Predicting discharge walking function with high-intensity stepping training during inpatient rehabilitation in non-ambulatory patients post-stroke

2020 
Abstract Objective This cohort investigation identified primary predictors of discharge walking function of non-ambulatory individuals post-stroke with high-intensity training (HIT) during inpatient rehabilitation. Design Observational cohort investigation. Setting Inpatient rehabilitation. Participants Data were collected from 257 individuals Intervention Clinical physical therapy interventions attempted to maximize stepping practice at higher intensities (HIT). Main outcome measures Primary outcomes included the discharge level of assistance required during walking (minimal or no assistance) and attainment of specific gait speed thresholds (0.4 and 0.8 m/s) during the 10-meter walk test (10MWT). Independent predictors were demographics, training interventions (including steps/day), baseline Berg Balance Scale (BBS) and paretic leg strength. Results Participants performed a median (IQR) of 1270 (533-2297) steps/day throughout inpatient rehabilitation, with significant differences between those who walked with vs without assistance at discharge. Logistic regressions indicate steps/day was a primary predictor of unassisted walking recovery; removal of steps/day resulted in primary predictors of baseline BBS and strength.
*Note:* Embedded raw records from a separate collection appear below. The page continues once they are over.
pub mod config;
pub mod models;
pub mod providers;
pub mod service;

pub use config::{ConfigError, ImageConfig, LogFormat, ServiceConfig};
pub use models::*;
pub use providers::{OpenAiImageGenerator, OpenRouterCompletion};
pub use service::{AppState, build_router, create_app};
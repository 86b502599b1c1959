//! Prompt text sent to the completion and image models.

use crate::types::RecipeRequest;

/// Preamble for the completion model.
pub const SYSTEM_PROMPT: &str = r#"You are a professional chef who creates delicious recipes based on available ingredients.
Given a list of ingredients and preferences, create a recipe that:
1. Uses the provided ingredients (you can suggest additional common ingredients if needed)
2. Follows any dietary preferences specified
3. Matches the cuisine type if specified
4. Is suitable for the meal type if specified
5. Can be prepared quickly if the quick meal option is selected

IMPORTANT GUIDELINES:
- Provide DETAILED ingredients with SPECIFIC AMOUNTS (e.g., "2 tablespoons olive oil" not just "olive oil")
- List ALL ingredients needed for the recipe, not just the ones provided
- For instructions, provide ONLY the step text WITHOUT numbering (the frontend will add numbers)
- Ensure the JSON is valid and properly formatted
- Keep the recipe practical and achievable for home cooks
"#;

const CLOSING_CLAUSE: &str = " Include a name, description, ingredients with measurements, step-by-step instructions, preparation and cooking time, servings, tags, and estimated nutritional information. Also provide some cooking tips.";

// The normalizer reads these field names, keep them in sync with `normalize::schema`.
const SHAPE_CLAUSE: &str = r#" Format the response as a valid JSON object matching this structure:
{
  "name": "Recipe Name",
  "description": "Description",
  "ingredients": [
    {"ingredient": "ingredient name 1", "amount": "amount 1"},
    {"ingredient": "ingredient name 2", "amount": "amount 2"}
  ],
  "instructions": ["step 1", "step 2"],
  "prepTime": "X mins",
  "cookTime": "Y mins",
  "servings": "Z",
  "tags": ["tag1", "tag2"],
  "nutritionalInfo": {
    "calories": "X",
    "protein": "Y",
    "carbs": "Z",
    "fat": "W"
  },
  "tips": ["tip 1", "tip 2"]
}"#;

const INGREDIENT_CLAUSE: &str = r#" IMPORTANT: For each ingredient, always include both the ingredient name and amount as separate fields. For example, use {"ingredient": "steak", "amount": "8 oz"} instead of just measurements or just names."#;

/// Render the user prompt for a request.
pub fn build_prompt(request: &RecipeRequest) -> String {
    let mut prompt = format!(
        "Create a detailed recipe using these ingredients: {}.",
        request.ingredients.trim()
    );

    if let Some(diet) = request.dietary() {
        prompt.push_str(&format!(" The recipe should be {}.", diet));
    }

    if let Some(cuisine) = request.cuisine() {
        prompt.push_str(&format!(" It should be {} cuisine.", cuisine));
    }

    if let Some(meal) = request.meal() {
        prompt.push_str(&format!(" This is for a {} meal.", meal));
    }

    if request.quick_meal {
        prompt.push_str(" It should be a quick meal that can be prepared in 30 minutes or less.");
    }

    if let Some(extra) = request.extra_preferences() {
        prompt.push_str(&format!(" Additional preferences: {}.", extra));
    }

    prompt.push_str(CLOSING_CLAUSE);
    prompt.push_str(SHAPE_CLAUSE);
    prompt.push_str(INGREDIENT_CLAUSE);
    prompt
}

/// Prompt for an illustrative photo of a recipe.
pub fn image_prompt(name: &str, description: Option<&str>) -> String {
    match description.map(str::trim).filter(|d| !d.is_empty()) {
        Some(description) => format!(
            "A professional food photography style image of {}. {}. Top-down view, on a beautiful plate, with garnish, high resolution, photorealistic.",
            name.trim(),
            description.trim_end_matches('.')
        ),
        None => format!("Food photo of {}. Top-down view.", name.trim()),
    }
}
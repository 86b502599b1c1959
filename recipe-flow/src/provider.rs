//! Seams for the two external models: text completion and image generation.

use async_trait::async_trait;
use std::sync::Mutex;
use std::sync::atomic::{AtomicUsize, Ordering};
use std::time::Duration;

use crate::error::{RecipeError, Result};

/// A text completion model.
///
/// Implementations make the network call and return the model's raw text;
/// they do not interpret it.
#[async_trait]
pub trait CompletionProvider: Send + Sync {
    async fn complete(&self, system: &str, prompt: &str) -> Result<String>;

    fn model_name(&self) -> &str;
}

/// An image generation model returning the URL of the generated image.
#[async_trait]
pub trait ImageProvider: Send + Sync {
    async fn generate(&self, prompt: &str) -> Result<String>;

    fn model_name(&self) -> &str;
}

/// Completion provider returning a canned response, for tests and offline runs.
#[derive(Debug)]
pub struct FakeCompletionProvider {
    response: std::result::Result<String, String>,
    calls: AtomicUsize,
    last_prompt: Mutex<Option<String>>,
}

impl FakeCompletionProvider {
    pub fn with_response(response: impl Into<String>) -> Self {
        Self {
            response: Ok(response.into()),
            calls: AtomicUsize::new(0),
            last_prompt: Mutex::new(None),
        }
    }

    pub fn failing(message: impl Into<String>) -> Self {
        Self {
            response: Err(message.into()),
            calls: AtomicUsize::new(0),
            last_prompt: Mutex::new(None),
        }
    }

    pub fn calls(&self) -> usize {
        self.calls.load(Ordering::SeqCst)
    }

    pub fn last_prompt(&self) -> Option<String> {
        self.last_prompt.lock().ok().and_then(|prompt| prompt.clone())
    }
}

#[async_trait]
impl CompletionProvider for FakeCompletionProvider {
    async fn complete(&self, _system: &str, prompt: &str) -> Result<String> {
        self.calls.fetch_add(1, Ordering::SeqCst);
        if let Ok(mut last) = self.last_prompt.lock() {
            *last = Some(prompt.to_string());
        }
        self.response
            .clone()
            .map_err(RecipeError::CompletionFailed)
    }

    fn model_name(&self) -> &str {
        "fake-model"
    }
}

/// Image provider returning a fixed URL, optionally after a delay.
#[derive(Debug)]
pub struct FakeImageProvider {
    url: std::result::Result<String, String>,
    delay: Option<Duration>,
    calls: AtomicUsize,
}

impl FakeImageProvider {
    pub fn with_url(url: impl Into<String>) -> Self {
        Self {
            url: Ok(url.into()),
            delay: None,
            calls: AtomicUsize::new(0),
        }
    }

    pub fn failing(message: impl Into<String>) -> Self {
        Self {
            url: Err(message.into()),
            delay: None,
            calls: AtomicUsize::new(0),
        }
    }

    pub fn with_delay(mut self, delay: Duration) -> Self {
        self.delay = Some(delay);
        self
    }

    pub fn calls(&self) -> usize {
        self.calls.load(Ordering::SeqCst)
    }
}

#[async_trait]
impl ImageProvider for FakeImageProvider {
    async fn generate(&self, _prompt: &str) -> Result<String> {
        self.calls.fetch_add(1, Ordering::SeqCst);
        if let Some(delay) = self.delay {
            tokio::time::sleep(delay).await;
        }
        self.url.clone().map_err(RecipeError::ImageFailed)
    }

    fn model_name(&self) -> &str {
        "fake-image-model"
    }
}

#[cfg(test)]
mod tests {
    use super::*;

    #[tokio::test]
    async fn test_fake_completion_records_prompt() {
        let provider = FakeCompletionProvider::with_response("{}");
        let result = provider.complete("system", "make soup").await.unwrap();

        assert_eq!(result, "{}");
        assert_eq!(provider.calls(), 1);
        assert_eq!(provider.last_prompt().as_deref(), Some("make soup"));
    }

    #[tokio::test]
    async fn test_fake_completion_failure() {
        let provider = FakeCompletionProvider::failing("connection reset");
        let result = provider.complete("system", "make soup").await;
        assert!(matches!(result, Err(RecipeError::CompletionFailed(msg)) if msg == "connection reset"));
    }

    #[tokio::test]
    async fn test_fake_image_provider() {
        let provider = FakeImageProvider::with_url("https://img.example/1.png");
        assert_eq!(
            provider.generate("photo").await.unwrap(),
            "https://img.example/1.png"
        );
        assert!(FakeImageProvider::failing("quota").generate("photo").await.is_err());
    }
}
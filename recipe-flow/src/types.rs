use serde::{Deserialize, Deserializer, Serialize};
use serde_json::Value;
use std::collections::BTreeMap;
use std::fmt;

use crate::error::{RecipeError, Result};

/// Image path used whenever no generated image is available.
pub const PLACEHOLDER_IMAGE: &str = "/placeholder.svg";

/// Values a form sends when the user picked "no preference".
const NO_PREFERENCE: [&str; 2] = ["none", "any"];

/// Parameters for a single recipe generation.
#[derive(Debug, Clone, Default, PartialEq, Serialize, Deserialize)]
#[serde(rename_all = "camelCase")]
pub struct RecipeRequest {
    /// Comma-separated free text; a JSON array is joined with ", "
    #[serde(default, deserialize_with = "ingredients_text")]
    pub ingredients: String,
    #[serde(default)]
    pub dietary_preference: Option<String>,
    #[serde(default)]
    pub cuisine_type: Option<String>,
    #[serde(default)]
    pub meal_type: Option<String>,
    #[serde(default)]
    pub additional_preferences: Option<String>,
    #[serde(default, deserialize_with = "loose_bool")]
    pub quick_meal: bool,
}

fn ingredients_text<'de, D>(deserializer: D) -> std::result::Result<String, D::Error>
where
    D: Deserializer<'de>,
{
    Ok(match Value::deserialize(deserializer)? {
        Value::String(text) => text,
        Value::Array(items) => items
            .iter()
            .filter_map(|item| match item {
                Value::String(text) => Some(text.trim().to_string()),
                Value::Number(n) => Some(n.to_string()),
                _ => None,
            })
            .filter(|text| !text.is_empty())
            .collect::<Vec<_>>()
            .join(", "),
        Value::Number(n) => n.to_string(),
        _ => String::new(),
    })
}

fn loose_bool<'de, D>(deserializer: D) -> std::result::Result<bool, D::Error>
where
    D: Deserializer<'de>,
{
    Ok(match Value::deserialize(deserializer)? {
        Value::Bool(flag) => flag,
        Value::String(text) => matches!(
            text.trim().to_ascii_lowercase().as_str(),
            "true" | "yes" | "1"
        ),
        Value::Number(n) => n.as_f64().is_some_and(|n| n != 0.0),
        _ => false,
    })
}

impl RecipeRequest {
    pub fn new(ingredients: impl Into<String>) -> Self {
        Self {
            ingredients: ingredients.into(),
            ..Default::default()
        }
    }

    pub fn with_cuisine(mut self, cuisine: impl Into<String>) -> Self {
        self.cuisine_type = Some(cuisine.into());
        self
    }

    /// Ingredient text split on commas, trimmed, empty pieces dropped.
    pub fn ingredient_list(&self) -> Vec<String> {
        self.ingredients
            .split(',')
            .map(str::trim)
            .filter(|s| !s.is_empty())
            .map(str::to_string)
            .collect()
    }

    pub fn has_ingredients(&self) -> bool {
        !self.ingredients.trim().is_empty()
    }

    pub fn validate(&self) -> Result<()> {
        if !self.has_ingredients() {
            return Err(RecipeError::InvalidRequest(
                "ingredients are required".to_string(),
            ));
        }
        Ok(())
    }

    /// Returns the trimmed value unless it is blank or a "no preference" sentinel.
    pub fn preference(value: Option<&str>) -> Option<&str> {
        let value = value?.trim();
        if value.is_empty()
            || NO_PREFERENCE
                .iter()
                .any(|sentinel| value.eq_ignore_ascii_case(sentinel))
        {
            return None;
        }
        Some(value)
    }

    pub fn dietary(&self) -> Option<&str> {
        Self::preference(self.dietary_preference.as_deref())
    }

    pub fn cuisine(&self) -> Option<&str> {
        Self::preference(self.cuisine_type.as_deref())
    }

    pub fn meal(&self) -> Option<&str> {
        Self::preference(self.meal_type.as_deref())
    }

    pub fn extra_preferences(&self) -> Option<&str> {
        self.additional_preferences
            .as_deref()
            .map(str::trim)
            .filter(|s| !s.is_empty())
    }
}

/// A recipe ingredient, either free text or a measured pair.
#[derive(Debug, Clone, PartialEq, Eq, Serialize, Deserialize)]
#[serde(untagged)]
pub enum Ingredient {
    Measured { ingredient: String, amount: String },
    Text(String),
}

impl Ingredient {
    pub fn text(value: impl Into<String>) -> Self {
        Ingredient::Text(value.into())
    }

    pub fn measured(ingredient: impl Into<String>, amount: impl Into<String>) -> Self {
        Ingredient::Measured {
            ingredient: ingredient.into(),
            amount: amount.into(),
        }
    }

    /// Flattened display form, `"<amount> <ingredient>"` for measured pairs.
    pub fn display(&self) -> String {
        match self {
            Ingredient::Text(text) => text.clone(),
            Ingredient::Measured { ingredient, amount } => format!("{} {}", amount, ingredient),
        }
    }

    pub fn flattened(self) -> Self {
        match self {
            Ingredient::Measured { .. } => Ingredient::Text(self.display()),
            text => text,
        }
    }
}

impl fmt::Display for Ingredient {
    fn fmt(&self, f: &mut fmt::Formatter<'_>) -> fmt::Result {
        f.write_str(&self.display())
    }
}

/// A normalized recipe, ready to render.
#[derive(Debug, Clone, PartialEq, Serialize, Deserialize)]
#[serde(rename_all = "camelCase")]
pub struct Recipe {
    pub name: String,
    pub description: String,
    pub ingredients: Vec<Ingredient>,
    pub instructions: Vec<String>,
    #[serde(default, skip_serializing_if = "Option::is_none")]
    pub prep_time: Option<String>,
    #[serde(default, skip_serializing_if = "Option::is_none")]
    pub cook_time: Option<String>,
    #[serde(default, skip_serializing_if = "Option::is_none")]
    pub servings: Option<String>,
    #[serde(default)]
    pub tags: Vec<String>,
    #[serde(default, skip_serializing_if = "Option::is_none")]
    pub nutritional_info: Option<BTreeMap<String, String>>,
    #[serde(default, skip_serializing_if = "Option::is_none")]
    pub tips: Option<Vec<String>>,
    pub image: String,
}

impl Recipe {
    pub fn has_placeholder_image(&self) -> bool {
        self.image == PLACEHOLDER_IMAGE
    }
}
Receiver operating characteristic (ROC) analyses indicate significant areas under the curve for BBS, and relatively low cut-off scores of 5.5 points at admission to walk without assistance at any speed. ROC analyses performed using 1-week outcomes indicate BBS scores of 5-17 points were needed to achieve locomotor thresholds. Conclusion Stepping activity, BBS and paretic leg strength were primary predictors of walking outcomes in patients performing HIT, and ROC analyses indicated recovery of independent walking could be achieved in low functioning patients early post-stroke.